Return the data below exactly, stopping after the line with "let intents = GatewayIntents::GUILDS".

:::::

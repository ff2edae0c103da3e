use std::time::Duration;

use anyhow::Result;
use bytes::Bytes;
use serenity::async_trait;
use serenity::builder::{CreateAttachment, CreateEmbed, CreateMessage, GetMessages};
use serenity::client::{Client, Context, EventHandler};
use serenity::http::Http;
use serenity::model::channel::Message;
use serenity::model::id::{ChannelId, MessageId, UserId};
use serenity::model::permissions::Permissions;
use serenity::model::Colour;
use serenity::prelude::GatewayIntents;
use tracing::info;

use crate::game::Chat;

/// The parts of an inbound message the bot cares about.
#[derive(Clone, Debug)]
pub struct TextMessage {
    pub channel: ChannelId,
    pub body: String,
    pub can_manage_messages: bool,
}

/// Everything but the bot's own messages.
pub fn get_text_message(ctx: &Context, message: &Message) -> Option<TextMessage> {
    let bot = ctx.cache.current_user().id;

    text_message(
        bot,
        message.author.id,
        message.channel_id,
        &message.content,
        message.author_permissions(ctx),
    )
}

/// `permissions` is `None` outside guilds or when the guild isn't cached.
fn text_message(
    bot: UserId,
    sender: UserId,
    channel: ChannelId,
    body: &str,
    permissions: Option<Permissions>,
) -> Option<TextMessage> {
    if sender == bot {
        return None;
    }

    Some(TextMessage {
        channel,
        body: body.to_string(),
        can_manage_messages: permissions.map_or(false, |p| p.manage_messages()),
    })
}

/// Matches a command invoked by its bare name, returning its arguments.
pub fn get_command<'a>(name: &str, message: &'a str) -> Option<&'a str> {
    let rest = message.strip_prefix(name)?;

    if rest.is_empty() {
        return Some("");
    }

    if rest.starts_with(char::is_whitespace) {
        return Some(rest.trim());
    }

    None
}

pub async fn create_client<H: EventHandler + 'static>(token: &str, handler: H) -> Result<Client> {
    let intents = GatewayIntents::GUILDS
        | GatewayIntents::GUILD_MESSAGES
        | GatewayIntents::MESSAGE_CONTENT;

    let client = Client::builder(token, intents).event_handler(handler).await?;

    info!("gateway client created");

    Ok(client)
}

pub fn guess_embed(window: Duration) -> CreateEmbed {
    CreateEmbed::new()
        .title("Guess the Country")
        .description(format!(
            "You have **{} seconds** to guess the country below.",
            window.as_secs()
        ))
        .colour(Colour::new(0x00FF00))
        .image("attachment://flag.png")
}

pub fn times_up_embed(answer: &str) -> CreateEmbed {
    CreateEmbed::new()
        .title("Time's up!")
        .description(format!("No one got it! The answer was **{}**.", answer))
        .colour(Colour::new(0xFF0000))
}

#[async_trait]
impl Chat for Http {
    async fn announce_flag(&self, channel: ChannelId, png: Bytes, window: Duration) -> Result<()> {
        let message = CreateMessage::new()
            .embed(guess_embed(window))
            .add_file(CreateAttachment::bytes(png.to_vec(), "flag.png"));

        channel.send_message(self, message).await?;
        Ok(())
    }

    async fn announce_timeout(&self, channel: ChannelId, answer: &str) -> Result<()> {
        let message = CreateMessage::new().embed(times_up_embed(answer));

        channel.send_message(self, message).await?;
        Ok(())
    }

    async fn say(&self, channel: ChannelId, text: &str) -> Result<MessageId> {
        let message = channel.say(self, text).await?;
        Ok(message.id)
    }

    async fn recent_messages(&self, channel: ChannelId, limit: u8) -> Result<Vec<MessageId>> {
        let messages = channel.messages(self, GetMessages::new().limit(limit)).await?;
        Ok(messages.into_iter().map(|message| message.id).collect())
    }

    async fn delete_messages(&self, channel: ChannelId, messages: &[MessageId]) -> Result<()> {
        // bulk delete takes between 2 and 100 messages
        match messages {
            [] => {}
            [message] => channel.delete_message(self, *message).await?,
            _ => channel.delete_messages(self, messages).await?,
        }

        Ok(())
    }
}

#[cfg(test)]
mod tests {
    use super::*;

    fn bot() -> UserId {
        UserId::new(1)
    }

    fn member() -> UserId {
        UserId::new(2)
    }

    #[test]
    fn own_messages_are_ignored() {
        let message = text_message(bot(), bot(), ChannelId::new(7), "France", None);

        assert!(message.is_none());
    }

    #[test]
    fn member_messages_carry_their_permission() {
        let from_member = |permissions| {
            text_message(bot(), member(), ChannelId::new(7), "clear 3", permissions).unwrap()
        };

        let message = from_member(Some(Permissions::MANAGE_MESSAGES | Permissions::SEND_MESSAGES));
        assert_eq!(message.channel, ChannelId::new(7));
        assert_eq!(message.body, "clear 3");
        assert!(message.can_manage_messages);

        assert!(!from_member(Some(Permissions::SEND_MESSAGES)).can_manage_messages);
        assert!(!from_member(None).can_manage_messages);
    }

    #[test]
    fn commands_match_by_bare_name() {
        assert_eq!(get_command("clear", "clear 3"), Some("3"));
        assert_eq!(get_command("clear", "clear   12  "), Some("12"));
        assert_eq!(get_command("clear", "clear"), Some(""));
        assert_eq!(get_command("clear", "clear 3 more"), Some("3 more"));
    }

    #[test]
    fn commands_need_the_exact_name() {
        assert_eq!(get_command("clear", "clearance 3"), None);
        assert_eq!(get_command("clear", "Clear 3"), None);
        assert_eq!(get_command("clear", " clear 3"), None);
        assert_eq!(get_command("clear", "France"), None);
    }

    #[test]
    fn guess_embed_mentions_the_window() {
        let embed = serde_json::to_value(guess_embed(Duration::from_secs(10))).unwrap();

        assert_eq!(embed["title"], "Guess the Country");
        assert_eq!(embed["description"], "You have **10 seconds** to guess the country below.");
        assert_eq!(embed["color"], 0x00FF00);
        assert_eq!(embed["image"]["url"], "attachment://flag.png");
    }

    #[test]
    fn times_up_embed_reveals_the_answer() {
        let embed = serde_json::to_value(times_up_embed("France")).unwrap();

        assert_eq!(embed["title"], "Time's up!");
        assert_eq!(embed["description"], "No one got it! The answer was **France**.");
        assert_eq!(embed["color"], 0xFF0000);
    }
}
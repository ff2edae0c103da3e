use std::io::Cursor;
use std::sync::{Arc, LazyLock};

use anyhow::{Context, Result};
use bytes::Bytes;
use image::{DynamicImage, ImageBuffer, ImageFormat, Rgba};
use resvg::usvg::fontdb;
use resvg::{tiny_skia, usvg};
use tracing::debug;

const WIDTH: u32 = 1280;
const HEIGHT: u32 = 800;

/// Loaded on first use; flags with `<text>` need real fonts to render it.
static FONTS: LazyLock<Arc<fontdb::Database>> = LazyLock::new(|| {
    let mut fonts = fontdb::Database::new();
    fonts.load_system_fonts();
    debug!("loaded {} font faces", fonts.len());

    Arc::new(fonts)
});

/// Renders an SVG document as PNG, scaled down to fit 1280x800 if it is larger.
pub fn convert_svg_to_png(svg: &[u8]) -> Result<Bytes> {
    debug!("rendering SVG");

    let tree = usvg::Tree::from_data(svg, &options()).context("could not parse SVG")?;

    // the pixmap is allocated at the scaled size, never the declared one
    let size = tree.size();
    let scale = fit_scale(size.width(), size.height());
    let width = (size.width() * scale).round().max(1.0) as u32;
    let height = (size.height() * scale).round().max(1.0) as u32;

    if scale < 1.0 {
        debug!("resizing {}x{} to {}x{}", size.width(), size.height(), width, height);
    }

    let mut pixmap = tiny_skia::Pixmap::new(width, height).context("SVG has no drawable area")?;

    resvg::render(&tree, tiny_skia::Transform::from_scale(scale, scale), &mut pixmap.as_mut());

    // tiny-skia keeps premultiplied alpha
    let mut rgba = Vec::with_capacity(pixmap.data().len());
    for pixel in pixmap.pixels() {
        let color = pixel.demultiply();
        rgba.extend_from_slice(&[color.red(), color.green(), color.blue(), color.alpha()]);
    }

    encode_png(rgba, width, height)
}

fn options() -> usvg::Options<'static> {
    let mut options = usvg::Options::default();
    options.fontdb = FONTS.clone();
    options
}

fn fit_scale(width: f32, height: f32) -> f32 {
    (WIDTH as f32 / width).min(HEIGHT as f32 / height).min(1.0)
}

pub fn encode_png(rgba: Vec<u8>, width: u32, height: u32) -> Result<Bytes> {
    let buffer = ImageBuffer::<Rgba<u8>, Vec<u8>>::from_raw(width, height, rgba)
        .context("pixel buffer does not match image size")?;

    let mut png = Cursor::new(vec![]);
    DynamicImage::from(buffer).write_to(&mut png, ImageFormat::Png)?;

    Ok(Bytes::from(png.into_inner()))
}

:::::

Exercise solution =>
repository ff2edae0c103da3e
use std::time::Duration;

use anyhow::Result;
use bytes::Bytes;
use serenity::async_trait;
use serenity::builder::{CreateAttachment, CreateEmbed, CreateMessage, GetMessages};
use serenity::client::{Client, Context, EventHandler};
use serenity::http::Http;
use serenity::model::channel::Message;
use serenity::model::id::{ChannelId, MessageId, UserId};
use serenity::model::permissions::Permissions;
use serenity::model::Colour;
use serenity::prelude::GatewayIntents;
use tracing::info;

use crate::game::Chat;

/// The parts of an inbound message the bot cares about.
#[derive(Clone, Debug)]
pub struct TextMessage {
    pub channel: ChannelId,
    pub body: String,
    pub can_manage_messages: bool,
}

/// Everything but the bot's own messages.
pub fn get_text_message(ctx: &Context, message: &Message) -> Option<TextMessage> {
    let bot = ctx.cache.current_user().id;

    text_message(
        bot,
        message.author.id,
        message.channel_id,
        &message.content,
        message.author_permissions(ctx),
    )
}

/// `permissions` is `None` outside guilds or when the guild isn't cached.
fn text_message(
    bot: UserId,
    sender: UserId,
    channel: ChannelId,
    body: &str,
    permissions: Option<Permissions>,
) -> Option<TextMessage> {
    if sender == bot {
        return None;
    }

    Some(TextMessage {
        channel,
        body: body.to_string(),
        can_manage_messages: permissions.map_or(false, |p| p.manage_messages()),
    })
}

/// Matches a command invoked by its bare name, returning its arguments.
pub fn get_command<'a>(name: &str, message: &'a str) -> Option<&'a str> {
    let rest = message.strip_prefix(name)?;

    if rest.is_empty() {
        return Some("");
    }

    if rest.starts_with(char::is_whitespace) {
        return Some(rest.trim());
    }

    None
}

pub async fn create_client<H: EventHandler + 'static>(token: &str, handler: H) -> Result<Client> {
    let intents = GatewayIntents::GUILDS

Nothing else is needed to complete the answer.